Assigned task ->
Verbatim, and with nothing else, reproduce the data below from its first line through the line containing "assert_eq!(h[listener].kind(), ElementKind::Interface);".

Supplied records ->
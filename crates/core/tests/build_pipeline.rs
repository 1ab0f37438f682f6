mod common;

use bindscope_core::diagnostics::DiagnosticKind;
use bindscope_core::model::{CustomAttribute, Parent};
use bindscope_core::naming::PlainTranslator;
use bindscope_core::{BindscopeError, BuilderConfig, ElementKind};
use common::*;
use std::sync::Arc;

#[test]
fn test_nested_interface_gets_invoker() {
    let h = build(&process_api());

    let ns = by_managed(&h, "Android.OS");
    assert_eq!(h[ns].full_name, "android.os");

    let process = by_managed(&h, "Android.OS.Process");
    assert_eq!(h[process].kind(), ElementKind::Class);
    assert_eq!(h[process].parent(), Parent::Element(ns));

    let listener = by_managed(&h, "Android.OS.Process.IOnUidImportanceListener");
    assert_eq!(h[listener].kind(), ElementKind::Interface);
    assert_eq!(h[listener].parent(), Parent::Element(process));
    assert_eq!(h[listener].name, "OnUidImportanceListener");
    assert_eq!(h[listener].full_name, "android.os.Process.OnUidImportanceListener");

    let invoker = by_managed(&h, "Android.OS.Process.OnUidImportanceListenerInvoker");
    assert_eq!(h[invoker].kind(), ElementKind::InterfaceInvoker);
    assert_eq!(h[invoker].parent(), Parent::Element(process));
    assert_eq!(
        base_types(&h, invoker),
        vec!["Java.Lang.Object", "Android.OS.Process.IOnUidImportanceListener"]
    );

    let invoker_data = h[invoker].object().unwrap();
    assert_eq!(invoker_data.visibility, bindscope_api::ApiVisibility::Internal);
    assert_eq!(invoker_data.invoked_interface, Some(listener));
    assert_eq!(h[listener].object().unwrap().invoker, Some(invoker));
}

#[test]
fn test_default_base_types() {
    let h = build(&process_api());

    let process = by_managed(&h, "Android.OS.Process");
    assert_eq!(base_types(&h, process), vec!["Java.Lang.Object"]);

    let listener = by_managed(&h, "Android.OS.Process.IOnUidImportanceListener");
    assert_eq!(base_types(&h, listener), vec!["Android.Runtime.IJavaObject"]);
}

#[test]
fn test_bootstrap_types_are_synthesized() {
    let h = build(&process_api());

    let runtime = h.find_namespace("Android.Runtime").unwrap();
    assert!(h[runtime].ignore_for_code_generation);
    assert_eq!(h[runtime].managed_name.as_deref(), Some("Android.Runtime"));

    let java_object = by_managed(&h, "Android.Runtime.IJavaObject");
    let element = &h[java_object];
    assert_eq!(element.kind(), ElementKind::Interface);
    assert!(element.ignore_for_code_generation);
    assert!(element.use_global);
    assert!(!element.is_bound_api);
    assert!(element.object().unwrap().invoker.is_none());

    let object = by_managed(&h, "Java.Lang.Object");
    assert_eq!(h[object].full_name, "java.lang.Object");
    assert!(h[object].base_types().is_empty());
}

#[test]
fn test_existing_root_object_is_reused() {
    let forest = vec![
        namespace("java.lang", vec![class("Object")]),
        namespace("a", vec![class("B")]),
    ];
    let h = build(&forest);

    let objects: Vec<_> = h
        .iter()
        .filter(|e| e.full_name == "java.lang.Object")
        .collect();
    assert_eq!(objects.len(), 1);
    assert!(objects[0].is_bound_api);

    let b = by_managed(&h, "A.B");
    assert_eq!(base_types(&h, b), vec!["Java.Lang.Object"]);
    // The root object falls back to itself, which is never kept.
    assert!(h[objects[0].id()].base_types().is_empty());
}

#[test]
fn test_full_names_follow_ancestor_chain() {
    let forest = vec![namespace(
        "android.os",
        vec![
            class("Process")
                .with_child(field("FIRST_APPLICATION_UID"))
                .with_child(
                    method("setThreadPriority", "(II)V").with_child(parameter("tid", "int")),
                ),
            class("Process.Inner").with_child(constructor("Inner")),
            interface("Process.OnUidImportanceListener")
                .with_child(method("onUidImportance", "(II)V")),
        ],
    )];
    let h = build(&forest);

    for id in h.walk_all() {
        let element = &h[id];
        let Some(parent) = element.parent().element() else {
            continue;
        };
        assert_eq!(element.full_name, h.chain_full_name(id), "native chain of {}", element);
        assert_eq!(
            element.full_managed_name_str(),
            format!("{}.{}", h[parent].full_managed_name_str(), element.managed_name_str()),
            "managed chain of {}",
            element
        );
    }

    let field = by_managed(&h, "Android.OS.Process.FirstApplicationUid");
    assert_eq!(h[field].kind(), ElementKind::Field);
    let param = by_managed(&h, "Android.OS.Process.SetThreadPriority.Tid");
    assert_eq!(h[param].kind(), ElementKind::MethodParameter);
    let ctor = by_managed(&h, "Android.OS.Process.Inner.Inner");
    assert_eq!(h[ctor].kind(), ElementKind::Constructor);
}

#[test]
fn test_implements_are_resolved_and_removed() {
    let forest = vec![
        namespace("java.lang", vec![interface("Runnable")]),
        namespace(
            "a",
            vec![
                class_extending("Worker", "java.lang.Object")
                    .with_child(implements("java.lang.Runnable"))
                    .with_child(implements("java.lang.Runnable")),
                interface("Task").with_child(implements("java.lang.Runnable")),
            ],
        ),
    ];
    let h = build(&forest);

    let worker = by_managed(&h, "A.Worker");
    assert_eq!(base_types(&h, worker), vec!["Java.Lang.Object", "Java.Lang.IRunnable"]);
    assert!(
        h[worker]
            .members()
            .iter()
            .all(|m| h[*m].kind() != ElementKind::Implements)
    );

    let task = by_managed(&h, "A.ITask");
    assert_eq!(base_types(&h, task), vec!["Java.Lang.IRunnable"]);
    assert_eq!(h.count(ElementKind::Implements), 0);
}

#[test]
fn test_generic_base_names_are_erased() {
    let forest = vec![
        namespace("java.lang", vec![interface("Comparable")]),
        namespace(
            "a",
            vec![class("Version").with_child(implements("java.lang.Comparable<a.Version>"))],
        ),
    ];
    let h = build(&forest);

    let version = by_managed(&h, "A.Version");
    assert_eq!(base_types(&h, version), vec!["Java.Lang.IComparable"]);
}

#[test]
fn test_invoker_name_is_not_doubled() {
    let forest = vec![namespace("a", vec![interface("CallbackInvoker")])];
    let (builder, sink) = builder(BuilderConfig::default());
    let h = builder.build(&forest).unwrap();

    let iface = by_managed(&h, "A.ICallbackInvoker");
    let invoker = by_managed(&h, "A.CallbackInvoker");
    assert_eq!(h[invoker].kind(), ElementKind::InterfaceInvoker);
    assert_eq!(h[invoker].name, "CallbackInvoker");
    assert_eq!(base_types(&h, invoker), vec!["Java.Lang.Object", "A.ICallbackInvoker"]);
    assert_eq!(h[iface].object().unwrap().invoker, Some(invoker));

    // Same native name as its interface, so the invoker is indexed under a prefix.
    assert_eq!(sink.count_of(DiagnosticKind::DuplicateIndexEntry), 1);
}

#[test]
fn test_enums_are_nested_after_naming() {
    let forest = vec![
        namespace("android.os", vec![class("Process")]),
        enumeration("Android.OS.ProcessState"),
        enumeration("Android.OS.Process.Importance"),
        enumeration("Standalone"),
    ];
    let h = build(&forest);

    let ns = h.find_namespace("android.os").unwrap();
    let state = by_managed(&h, "Android.OS.ProcessState");
    assert_eq!(h[state].kind(), ElementKind::Enum);
    assert_eq!(h[state].parent(), Parent::Element(ns));
    assert_eq!(h[state].full_name, "android.os.ProcessState");

    let process = by_managed(&h, "Android.OS.Process");
    let importance = by_managed(&h, "Android.OS.Process.Importance");
    assert_eq!(h[importance].parent(), Parent::Element(process));

    let standalone = by_managed(&h, "Standalone");
    assert_eq!(h[standalone].parent(), Parent::Root);
    assert_eq!(h.enums().len(), 3);
    assert_eq!(h.root_enums().collect::<Vec<_>>(), vec![standalone]);
    assert!(h[state].base_types().is_empty());
}

#[test]
fn test_nested_enum_drops_its_root_level_names() {
    let forest = vec![
        namespace("android.os", vec![class("Process")]),
        enumeration("Android.OS.ProcessState"),
    ];
    let h = build(&forest);
    let state = by_managed(&h, "Android.OS.ProcessState");
    assert_eq!(h[state].full_name, "android.os.ProcessState");

    // The bare enum name was only valid while the enum sat at the root.
    let forest = vec![
        namespace("android.os", vec![class("Process").with_child(implements("ProcessState"))]),
        enumeration("Android.OS.ProcessState"),
    ];
    let (builder, _) = builder(BuilderConfig::default());
    let err = builder.build(&forest).unwrap_err();
    assert!(matches!(err, BindscopeError::TypeNotFound { ref name, .. } if name == "ProcessState"));
}

#[test]
fn test_same_named_enums_in_different_packages() {
    let forest = vec![
        namespace("android.os", vec![class("Process")]),
        namespace("android.app", vec![class("Activity")]),
        enumeration("Android.OS.State"),
        enumeration("Android.App.State"),
    ];
    let h = build(&forest);

    let os_state = by_managed(&h, "Android.OS.State");
    let app_state = by_managed(&h, "Android.App.State");
    assert_ne!(os_state, app_state);
    assert_eq!(h[os_state].full_name, "android.os.State");
    assert_eq!(h[app_state].full_name, "android.app.State");
}

#[test]
fn test_managed_name_override_is_literal() {
    let forest = vec![namespace(
        "android.os",
        vec![
            class("Process").with_managed_name("OSProcess"),
            class("Process.Inner"),
        ],
    )];
    let h = build(&forest);

    let process = by_managed(&h, "Android.OS.OSProcess");
    assert_eq!(h[process].managed_name.as_deref(), Some("OSProcess"));
    let inner = by_managed(&h, "Android.OS.OSProcess.Inner");
    assert_eq!(h[inner].parent(), Parent::Element(process));
    assert_eq!(h.managed_name_or_derive(inner, true).unwrap(), "Android.OS.OSProcess.Inner");
}

#[test]
fn test_location_comments() {
    let forest = vec![namespace(
        "a",
        vec![at(class("B"), 10, Some(5)).with_child(at(method("run", "()V"), 12, None))],
    )];
    let h = build(&forest);

    let b = by_managed(&h, "A.B");
    assert_eq!(h[b].comments, vec!["api.xml [10:5]"]);
    let run = by_managed(&h, "A.B.Run");
    assert_eq!(h[run].comments, vec!["api.xml:12"]);
}

#[test]
fn test_unprocessed_attributes_are_kept() {
    let mut b = class("B");
    b.merge_source_file = Some("api-21.xml".to_string());
    b.other_attributes
        .insert("deprecated-since".to_string(), "23".to_string());
    let h = build(&[namespace("a", vec![b])]);

    let b = by_managed(&h, "A.B");
    let attributes = &h[b].unprocessed_attributes;
    assert_eq!(attributes.get("merge.SourceFile").map(String::as_str), Some("api-21.xml"));
    assert_eq!(attributes.get("deprecated-since").map(String::as_str), Some("23"));
}

#[test]
fn test_custom_attributes() {
    let forest = vec![namespace(
        "android.os",
        vec![
            class("Process").with_child(method("myPid", "()I")),
            interface("Process.OnUidImportanceListener"),
        ],
    )];
    let h = build(&forest);

    let ns = h.find_namespace("android.os").unwrap();
    let mapping = h[ns].custom_attributes()[0].namespace_mapping().unwrap();
    assert_eq!((mapping.java.as_str(), mapping.managed.as_str()), ("android.os", "Android.OS"));

    let listener = by_managed(&h, "Android.OS.Process.IOnUidImportanceListener");
    let register = h[listener].custom_attributes()[0].register().unwrap();
    assert_eq!(register.name, "android/os/Process$OnUidImportanceListener");
    assert!(register.do_not_generate_acw);

    let pid = by_managed(&h, "Android.OS.Process.MyPid");
    assert_eq!(h[pid].custom_attributes().len(), 1);
    assert_eq!(
        h[pid].custom_attributes()[0].to_string(),
        "[Register (\"myPid\", Signature=\"()I\")]"
    );

    let invoker = by_managed(&h, "Android.OS.Process.OnUidImportanceListenerInvoker");
    assert!(h[invoker].custom_attributes().is_empty());
    let runtime = h.find_namespace("Android.Runtime").unwrap();
    assert!(h[runtime].custom_attributes().is_empty());
    assert!(matches!(
        h[by_managed(&h, "Android.OS.Process")].custom_attributes(),
        [CustomAttribute::Register(_)]
    ));
}

#[test]
fn test_unsupported_elements_are_skipped() {
    let annotation =
        bindscope_api::ApiElement::new(bindscope_api::ApiElementKind::Unsupported, "Keep");
    let forest = vec![
        namespace("a", vec![class("B"), annotation, field("stray")]),
        class("TopLevel"),
    ];
    let (builder, sink) = builder(BuilderConfig::default());
    let h = builder.build(&forest).unwrap();

    assert_eq!(sink.count_of(DiagnosticKind::UnsupportedElementKind), 3);
    assert!(h.find_by_full_name("a.B").is_some());
    assert!(h.find_by_full_name("a.stray").is_none());
    assert!(h.find_by_full_name("TopLevel").is_none());
}

#[test]
fn test_unknown_base_type_is_fatal() {
    let forest = vec![namespace(
        "a",
        vec![at(class_extending("B", "com.missing.Base"), 4, Some(2))],
    )];
    let (builder, _) = builder(BuilderConfig::default());

    let err = builder.build(&forest).unwrap_err();
    assert!(
        matches!(err, BindscopeError::TypeNotFound { ref name, .. } if name == "com.missing.Base")
    );
    assert!(err.to_string().contains("Called on behalf of: a.B at api.xml [4:2]"));
    assert!(err.is_fatal_build_error());
}

#[test]
fn test_unknown_enclosing_type_is_fatal() {
    let forest = vec![namespace("a", vec![class("Outer.Inner")])];
    let (builder, _) = builder(BuilderConfig::default());

    let err = builder.build(&forest).unwrap_err();
    assert!(matches!(err, BindscopeError::TypeNotFound { ref name, .. } if name == "a.Outer"));
}

#[test]
fn test_invalid_identifier_is_fatal() {
    let forest = vec![namespace("a", vec![class("B").with_child(method("access$000", "()V"))])];
    let (builder, _) = builder(BuilderConfig::default());

    let err = builder.build(&forest).unwrap_err();
    assert!(matches!(err, BindscopeError::InvalidIdentifier { .. }));
}

#[test]
fn test_empty_input_is_rejected() {
    let (builder, _) = builder(BuilderConfig::default());
    assert!(matches!(builder.build(&[]), Err(BindscopeError::EmptyInput)));
}

#[test]
fn test_custom_translator() {
    let (builder, _) = builder(BuilderConfig::default());
    let builder = builder.with_translator(Arc::new(PlainTranslator::default()));
    let h = builder.build(&process_api()).unwrap();

    assert!(h.find_by_full_managed_name("Android.Os.Process").is_some());
    assert!(h.find_by_full_managed_name("Android.OS.Process").is_none());
}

Worked solution ->
filename crates/core/tests/build_pipeline.rs
repository 1ab0f37438f682f6
mod common;

use bindscope_core::diagnostics::DiagnosticKind;
use bindscope_core::model::{CustomAttribute, Parent};
use bindscope_core::naming::PlainTranslator;
use bindscope_core::{BindscopeError, BuilderConfig, ElementKind};
use common::*;
use std::sync::Arc;

#[test]
fn test_nested_interface_gets_invoker() {
    let h = build(&process_api());

    let ns = by_managed(&h, "Android.OS");
    assert_eq!(h[ns].full_name, "android.os");

    let process = by_managed(&h, "Android.OS.Process");
    assert_eq!(h[process].kind(), ElementKind::Class);
    assert_eq!(h[process].parent(), Parent::Element(ns));

    let listener = by_managed(&h, "Android.OS.Process.IOnUidImportanceListener");
    assert_eq!(h[listener].kind(), ElementKind::Interface);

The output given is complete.